Don’t believe the “end of the world” predictions or the “apocalypse now” rhetoric. The markets understand that spending is a problem, and raising taxes to pay off the uncontrolled use of the credit card will lead to bankruptcy anyway. The markets understand that not raising the debt ceiling is not the equivalent of default, especially if it ends up forcing serious and real commitments to cutting spending on entitlements in the future. Hide the credit card. Somebody has to.
— Brian Wesbury is chief economist with First Trust Advisors.
A parent gives his irresponsible child a credit card. That child maxes out the card by paying only the first month’s installment of an incredibly expensive annual subscription.
The parent confiscates the credit card to prevent new irresponsible spending. He must still, however, pay the existing credit-card debt. He must also honor the remainder of the contract his child has signed, even if doing so means he must incur more credit-card debt and ask for an increase in his credit-card limit. Unless he is willing to risk bankruptcy or a lawsuit, he must honor the financial obligations his family member incurred.
The parent has control only over new spending commitments, and he must now severely cut back on those. He places his child on a strict allowance and cuts spending throughout the family budget.

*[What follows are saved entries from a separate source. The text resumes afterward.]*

/// Small programs run through the whole pipeline.
pub mod programs;
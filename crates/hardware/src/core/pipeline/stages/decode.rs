//! Instruction Decode (DE) Stage.
//!
//! This module implements the decode stage. It performs the following:
//! 1. **Control Store:** Looks up the control word addressed by IR\[15:11\] and IR\[5\].
//! 2. **Register Read:** Reads SR1 and SR2, the latter from IR\[11:9\] for stores.
//! 3. **Writeback:** Commits the Store stage's register and condition-code writes after
//!    the reads, so a value retiring this cycle is not visible until the next one.
//! 4. **Dependency Check:** Stalls on any unretired writer of a needed source.

use crate::common::bits::Bits3;
use crate::common::constants::LINK_REGISTER;
use crate::core::Cpu;
use crate::core::arch::DecodeSignals;
use crate::core::pipeline::hazards::check_for_data_dependencies;
use crate::core::pipeline::latches::{AgexLatch, InstructionRecord, PipeState};
use crate::core::pipeline::signals::{AgexControlSignals, DecodeControlSignals, DrMux};
use crate::isa::instruction::InstructionBits;

/// Executes the decode stage of the pipeline.
///
/// Writeback and the condition-code update happen every cycle, even when the decode
/// latch holds a bubble.
///
/// # Arguments
///
/// * `cpu` - Mutable reference to the CPU state
/// * `latches` - The latches as they stood at the start of the cycle
/// * `next` - The latches being built for the next cycle
pub fn decode_stage(cpu: &mut Cpu, latches: &PipeState, next: &mut PipeState) {
    let mem_stall = cpu.state.signals.stall.mem_stall;
    let latch = &latches.decode;

    let Some(instr) = latch.instr else {
        let cc = commit_writeback(cpu);
        cpu.state.signals.decode = DecodeSignals {
            cc,
            ..DecodeSignals::default()
        };
        cpu.state.signals.stall.dep_stall = false;
        cpu.state.signals.stall.v_de_br_stall = false;
        next.agex = if mem_stall {
            latches.agex
        } else {
            AgexLatch::bubble()
        };
        return;
    };
    let valid = latch.valid;
    let ir = instr.ir;

    let word = cpu.control_store.word(ir.control_store_address());
    let cs = DecodeControlSignals::from_word(word);

    let sr1 = ir.sr1();
    let sr2 = if ir.at::<13>() { ir.dr() } else { ir.sr2() };
    let sr1_data = cpu.state.regs.read(sr1);
    let sr2_data = cpu.state.regs.read(sr2);

    let cc = commit_writeback(cpu);

    let dep_stall = check_for_data_dependencies(valid, &cs, sr1, sr2, &cpu.state.signals);
    cpu.state.signals.stall.dep_stall = dep_stall;
    cpu.state.signals.stall.v_de_br_stall = valid && cs.br_stall;
    cpu.state.signals.decode = DecodeSignals {
        word,
        sr1,
        sr2,
        sr1_data,
        sr2_data,
        cc,
    };

    if cpu.trace && valid {
        tracing::trace!(
            cycle = cpu.cycles,
            pc = %format_args!("x{:04X}", instr.pc),
            ir = %format_args!("x{ir:04X}"),
            row = ir.control_store_address().value(),
            dep_stall,
            "DE"
        );
    }

    let drid = match cs.dr_mux {
        DrMux::R7 => Bits3::new(LINK_REGISTER),
        DrMux::Ir11_9 => ir.dr(),
    };

    next.agex = if mem_stall {
        latches.agex
    } else {
        AgexLatch {
            valid: valid && !dep_stall,
            instr: Some(InstructionRecord {
                sr1: sr1_data,
                sr2: sr2_data,
                cc,
                drid,
                ..instr
            }),
            cs: AgexControlSignals::from_word(word),
        }
    };
}

/// Applies Store's register write, then reads and updates the condition codes.
///
/// Returns the condition codes as they were before the update.
fn commit_writeback(cpu: &mut Cpu) -> Bits3 {
    let store = cpu.state.signals.store;
    if store.v_ld_reg {
        cpu.state.regs.write(store.drid, store.reg_data);
    }
    cpu.state.get_nzp(store.v_ld_cc)
}
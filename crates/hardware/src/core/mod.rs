//! Core processor implementation.
//!
//! This module contains the LC-3b processor: its architectural state, the
//! microcode ROM, the five-stage pipeline, and the execution units.

/// Architectural state and per-cycle stage signals.
pub mod arch;

/// CPU container shared by the stage functions.
pub mod cpu;

/// Control store and control words.
pub mod microcode;

/// Instruction pipeline implementation (stages, latches, hazards, signals).
pub mod pipeline;

/// Execution units (ALU and shifter).
pub mod units;

pub use self::cpu::Cpu;
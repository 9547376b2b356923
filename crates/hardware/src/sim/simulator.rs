//! Simulator: owns the CPU and the pipeline side by side.
//!
//! The stage functions borrow the [`Cpu`] and the pipeline latches separately, so
//! neither holds a reference to the other. The simulator adds the run bit, the
//! halt protocol, statistics, and the diagnostic dumps on top.
//!
//! Halting follows the machine's convention: the program is finished once the PC
//! reaches 0 (the HALT trap jumps there), and exactly one further cycle is clocked
//! so the instructions behind the trap can drain one stage.

use std::path::Path;

use crate::common::constants::WORDS_IN_MEM;
use crate::common::error::{Result, SimError};
use crate::config::Config;
use crate::core::Cpu;
use crate::core::microcode::ControlStore;
use crate::core::pipeline::Pipeline;
use crate::sim::dump::{ControlStoreDump, LatchDump, MemoryDump, RegisterDump, TimingDiagram};
use crate::sim::loader::{self, ProgramImage};
use crate::stats::SimStats;

/// Top-level simulator: CPU state, pipeline latches, and statistics.
#[derive(Debug)]
pub struct Simulator {
    /// PC, registers, memory, control store, and the cycle counter.
    pub cpu: Cpu,
    /// Latches and instruction history.
    pub pipeline: Pipeline,
    /// Performance counters.
    pub stats: SimStats,
    max_cycles: Option<u64>,
    running: bool,
}

impl Simulator {
    /// Creates a running simulator with empty memory.
    pub fn new(control_store: ControlStore, config: &Config) -> Self {
        Self {
            cpu: Cpu::new(control_store, config),
            pipeline: Pipeline::new(config.general.history_limit),
            stats: SimStats::default(),
            max_cycles: config.general.max_cycles,
            running: true,
        }
    }

    /// Loads the control store and every program, then returns a running simulator.
    ///
    /// Programs are loaded in order; the first one sets the start PC.
    ///
    /// # Errors
    ///
    /// Any error from reading or parsing the microcode or a program file.
    pub fn initialize(
        config: &Config,
        ucode_path: impl AsRef<Path>,
        program_paths: &[impl AsRef<Path>],
    ) -> Result<Self> {
        let control_store = loader::load_control_store(ucode_path, &config.microcode)?;
        let mut sim = Self::new(control_store, config);
        for path in program_paths {
            let _ = sim.load_program(path)?;
        }
        Ok(sim)
    }

    /// Reads a program file into memory.
    ///
    /// # Errors
    ///
    /// Any error from [`loader::load_program`].
    pub fn load_program(&mut self, path: impl AsRef<Path>) -> Result<ProgramImage> {
        loader::load_program(&mut self.cpu, path)
    }

    /// Writes a parsed program into memory.
    ///
    /// # Errors
    ///
    /// Any error from [`loader::install_program`].
    pub fn install_program(&mut self, image: &ProgramImage) -> Result<()> {
        loader::install_program(&mut self.cpu, image)
    }

    /// Whether the run bit is set.
    pub const fn is_running(&self) -> bool {
        self.running
    }

    /// Cycles completed.
    pub const fn cycle_count(&self) -> u64 {
        self.cpu.cycles
    }

    /// Returns the machine to its power-on state, keeping memory and microcode.
    pub fn reset(&mut self) {
        self.cpu.reset();
        self.pipeline.reset();
        self.stats = SimStats::default();
        self.running = true;
    }

    /// Clocks one cycle unconditionally.
    pub fn cycle(&mut self) {
        if let Some(instr) = self.pipeline.latches().store.live() {
            self.stats.record_retire(instr.ir);
        }
        self.pipeline.cycle(&mut self.cpu);
        let signals = &self.cpu.state.signals;
        self.stats.record_cycle(&signals.stall, signals.memory.pc_mux);
        self.cpu.cycles += 1;
    }

    /// Simulates up to `cycles` cycles, halting early once the PC reaches 0.
    ///
    /// Returns the number of cycles actually clocked.
    pub fn run(&mut self, cycles: u64) -> u64 {
        if !self.running {
            tracing::warn!("can't simulate, simulator is halted");
            return 0;
        }
        tracing::debug!(cycles, "simulating");
        for done in 0..cycles {
            if self.cpu.state.pc.is_zero() {
                self.cycle();
                self.halt();
                return done + 1;
            }
            self.cycle();
        }
        cycles
    }

    /// Simulates one cycle; equivalent to `run(1)`.
    pub fn step(&mut self) -> u64 {
        self.run(1)
    }

    /// Simulates until the program halts.
    ///
    /// Stops after the configured `max_cycles` budget, if any, leaving the simulator
    /// running. Returns the number of cycles clocked.
    pub fn run_to_halt(&mut self) -> u64 {
        if !self.running || self.cpu.state.pc.is_zero() {
            tracing::warn!("can't simulate, simulator is halted");
            return 0;
        }
        tracing::debug!("simulating to completion");
        let mut done = 0;
        while !self.cpu.state.pc.is_zero() {
            if self.max_cycles.is_some_and(|limit| done >= limit) {
                tracing::warn!(cycles = done, "cycle budget exhausted before halt");
                return done;
            }
            self.cycle();
            done += 1;
        }
        self.cycle();
        self.halt();
        done + 1
    }

    fn halt(&mut self) {
        self.running = false;
        tracing::debug!(cycles = self.cpu.cycles, "simulator halted");
    }

    /// Architectural state snapshot.
    pub fn dump_registers(&self) -> RegisterDump {
        RegisterDump {
            cycles: self.cpu.cycles,
            pc: self.cpu.state.pc,
            cc: self.cpu.state.cc(),
            regs: self.cpu.state.regs,
        }
    }

    /// Memory snapshot of the inclusive byte range `start..=stop`.
    ///
    /// # Errors
    ///
    /// Returns [`SimError::InvalidMemoryAddress`] if `stop` lies past the end of memory.
    pub fn dump_memory_range(&self, start: u16, stop: u16) -> Result<MemoryDump> {
        let (lo, hi) = (usize::from(start >> 1), usize::from(stop >> 1));
        if hi >= WORDS_IN_MEM {
            return Err(SimError::InvalidMemoryAddress(hi));
        }
        let mut words = Vec::with_capacity(hi.saturating_sub(lo) + 1);
        for addr in lo..=hi {
            words.push(((addr << 1) as u16, self.cpu.memory.read_word(addr)?));
        }
        Ok(MemoryDump { start, stop, words })
    }

    /// Latch snapshot.
    pub fn dump_pipeline_latches(&self) -> LatchDump {
        LatchDump {
            cycles: self.cpu.cycles,
            pc: self.cpu.state.pc,
            latches: *self.pipeline.latches(),
            stall: self.cpu.state.signals.stall,
            pc_mux: self.cpu.state.signals.memory.pc_mux,
        }
    }

    /// Control-store snapshot.
    pub fn dump_control_store(&self) -> ControlStoreDump {
        ControlStoreDump {
            rows: self.cpu.control_store.rows().collect(),
        }
    }

    /// Timing diagram of every traced instruction.
    ///
    /// Retired instructions are dropped from the history once shown; in-flight ones
    /// appear again in the next diagram.
    pub fn timing_diagram(&mut self) -> TimingDiagram {
        let rows = self.pipeline.history.iter().cloned().collect();
        self.pipeline.history.evict_retired();
        TimingDiagram::new(rows, self.cpu.cycles)
    }
}
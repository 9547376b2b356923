//! Pipeline stage implementations.
//!
//! This module contains the individual implementations for the five stages of the
//! LC-3b pipeline. Each cycle they run in reverse order so that every stage sees
//! the signals its downstream neighbours already produced this cycle:
//! 1. **Store:** Selects the writeback value and computes the new condition codes.
//! 2. **Memory:** Accesses the data cache and resolves the next-PC select.
//! 3. **AGEX:** Computes addresses and ALU or shifter results.
//! 4. **Decode:** Reads the control store and registers, commits writeback, and checks dependencies.
//! 5. **Fetch:** Reads the instruction cache and decides whether PC and Decode load.

/// Address generation and execute stage implementation.
pub mod agex;

/// Decode and register-read stage implementation.
pub mod decode;

/// Instruction fetch stage implementation.
pub mod fetch;

/// Memory access stage implementation.
pub mod memory;

/// Store (writeback value) stage implementation.
pub mod store;

/// AGEX stage entry point (EX stage).
pub use agex::agex_stage;
/// Decode stage entry point (DE stage).
pub use decode::decode_stage;
/// Fetch stage entry point (FE stage).
pub use fetch::fetch_stage;
/// Memory stage entry point (MEM stage).
pub use memory::memory_stage;
/// Store stage entry point (SR stage).
pub use store::store_stage;
//! CPU Core Definition and Initialization.
//!
//! This module defines the central `Cpu` structure, the container for everything the
//! stage functions operate on. It coordinates the following:
//! 1. **State Management:** PC, condition codes, registers, and per-cycle stage signals.
//! 2. **Memory:** The two-port main memory and its latency models.
//! 3. **Control:** The microcode ROM consulted in Decode.
//! 4. **Timing:** The cycle counter seen by the latency models.
//!
//! The pipeline latches live beside the `Cpu` in the
//! [`Simulator`](crate::sim::simulator::Simulator), not inside it, so stage functions
//! borrow both without any back-references.

use crate::config::Config;
use crate::core::arch::ArchState;
use crate::core::microcode::ControlStore;
use crate::soc::MainMemory;

/// Processor state shared by all stage functions.
#[derive(Debug)]
pub struct Cpu {
    /// PC, condition codes, registers, and stage signals.
    pub state: ArchState,
    /// Main memory.
    pub memory: MainMemory,
    /// Microcode ROM.
    pub control_store: ControlStore,
    /// Cycles completed so far.
    pub cycles: u64,
    /// Emit per-stage trace events.
    pub trace: bool,
}

impl Cpu {
    /// Creates a CPU in its power-on state.
    ///
    /// # Arguments
    ///
    /// * `control_store` - The microcode image.
    /// * `config` - Latency and tracing settings.
    pub fn new(control_store: ControlStore, config: &Config) -> Self {
        Self {
            state: ArchState::new(),
            memory: MainMemory::new(&config.memory),
            control_store,
            cycles: 0,
            trace: config.general.trace_instructions,
        }
    }

    /// Restores the power-on state of PC, condition codes, registers, and the
    /// cycle counter. Memory contents and the control store are kept.
    pub fn reset(&mut self) {
        self.state = ArchState::new();
        self.cycles = 0;
    }
}
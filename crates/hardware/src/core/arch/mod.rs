//! LC-3b architectural state.
//!
//! This module contains the state visible to software and the per-cycle wires
//! between stages. It includes the following modules:
//! 1. **State:** Program counter, condition codes, and the register file.
//! 2. **Stage Signals:** Hazard-relevant facts each stage publishes for the stages that
//!    run after it in the same cycle, plus the stall bundle.

/// Per-cycle stage signals and the stall bundle.
pub mod stage_signals;

/// Program counter, condition codes, and register file.
pub mod state;

pub use stage_signals::{
    AgexSignals, DecodeSignals, MemorySignals, StageSignals, StallSignals, StoreSignals,
};
pub use state::ArchState;
//! Memory Access (MEM) Stage.
//!
//! This module implements the data-cache access of the pipeline. It performs the
//! following:
//! 1. **Data Cache:** Reads a word or byte, or writes the enabled byte planes.
//! 2. **Control Flow:** Resolves the next-PC select for branches, jumps and traps.
//! 3. **Stalling:** Raises the memory stall while the data cache is not ready, which
//!    freezes every upstream latch and inserts a bubble into Store.

use crate::common::bits::Word;
use crate::core::Cpu;
use crate::core::arch::MemorySignals;
use crate::core::pipeline::latches::{InstructionRecord, PipeState, StoreLatch};
use crate::core::pipeline::signals::{DataSize, MemoryControlSignals, PcMux};
use crate::isa::instruction::InstructionBits;
use crate::soc::memory::{CacheResponse, WriteEnable};

/// Executes the memory stage of the pipeline.
///
/// # Arguments
///
/// * `cpu` - Mutable reference to the CPU state
/// * `latches` - The latches as they stood at the start of the cycle
/// * `next` - The latches being built for the next cycle
pub fn memory_stage(cpu: &mut Cpu, latches: &PipeState, next: &mut PipeState) {
    let latch = &latches.memory;
    let Some(instr) = latch.instr else {
        cpu.state.signals.memory = MemorySignals::default();
        cpu.state.signals.stall.mem_stall = false;
        cpu.state.signals.stall.v_mem_br_stall = false;
        next.store = StoreLatch::bubble();
        return;
    };
    let cs = latch.cs;
    let valid = latch.valid;
    let odd = instr.address.at::<0>();

    let cache_en = cs.dcache_en && valid;
    let response = if cache_en {
        let (write_data, enable) = write_port(&cs, instr.alu_result, odd);
        cpu.memory
            .dcache_access(instr.address, write_data, enable, cpu.cycles)
    } else {
        CacheResponse {
            word: Word::ZERO,
            ready: true,
        }
    };
    let mem_stall = cache_en && !response.ready;

    let data = if cache_en {
        match cs.data_size {
            DataSize::Word => response.word,
            DataSize::Byte => {
                let byte = if odd {
                    response.word >> 8
                } else {
                    response.word.range::<7, 0, 8>().resize::<16>()
                };
                byte.sign_extend(7)
            }
        }
    } else {
        Word::ZERO
    };

    let pc_mux = resolve_pc_mux(valid, &cs, &instr);

    cpu.state.signals.memory = MemorySignals {
        target_pc: instr.address,
        trap_pc: data,
        pc_mux,
        drid: instr.drid,
        v_ld_reg: valid && cs.store.ld_reg,
        v_ld_cc: valid && cs.store.ld_cc,
    };
    cpu.state.signals.stall.mem_stall = mem_stall;
    cpu.state.signals.stall.v_mem_br_stall = valid && cs.br_stall;

    if cpu.trace && valid {
        tracing::trace!(
            cycle = cpu.cycles,
            pc = %format_args!("x{:04X}", instr.pc),
            address = %format_args!("x{:04X}", instr.address),
            dcache = cache_en,
            mem_stall,
            pc_mux = pc_mux.bits(),
            "MEM"
        );
    }

    next.store = StoreLatch {
        valid: valid && !mem_stall,
        instr: Some(InstructionRecord { data, ..instr }),
        cs: cs.store,
    };
}

/// Positions the outgoing data and picks the byte enables.
///
/// A byte store writes ALU_RESULT\[7:0\] into the plane selected by address bit 0.
fn write_port(cs: &MemoryControlSignals, alu_result: Word, odd: bool) -> (Word, WriteEnable) {
    if !cs.dcache_rw {
        return (alu_result, WriteEnable::NONE);
    }
    match cs.data_size {
        DataSize::Word => (alu_result, WriteEnable::WORD),
        DataSize::Byte => {
            let byte = alu_result.range::<7, 0, 8>().resize::<16>();
            if odd {
                (
                    byte << 8,
                    WriteEnable {
                        low: false,
                        high: true,
                    },
                )
            } else {
                (
                    byte,
                    WriteEnable {
                        low: true,
                        high: false,
                    },
                )
            }
        }
    }
}

fn resolve_pc_mux(valid: bool, cs: &MemoryControlSignals, instr: &InstructionRecord) -> PcMux {
    if !valid {
        return PcMux::Sequential;
    }
    if cs.br_op {
        if (instr.ir.nzp() & instr.cc).is_zero() {
            PcMux::Sequential
        } else {
            PcMux::BranchTarget
        }
    } else if cs.uncond_op {
        PcMux::BranchTarget
    } else if cs.trap_op {
        PcMux::TrapVector
    } else {
        PcMux::Sequential
    }
}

Congress must raise the debt limit. Not doing so would eventually lead to defaulting on Treasury bonds, a potentially catastrophic event. Along with that debt limit, Congress should impose a statutory cap on all non-interest spending.
The president and his allies will demand a clean bill or weaker reforms. Republicans should allow them to try to pass such a bill. They should vote no but not filibuster. When it becomes clear that such a bill lacks even the simple majority needed to pass the House and the Senate, Republicans will have a stronger hand in negotiations.
— Keith Hennessey has served as senior White House economic adviser and deputy director of the National Economic Council. He is a research fellow at the Hoover Institution and blogs here.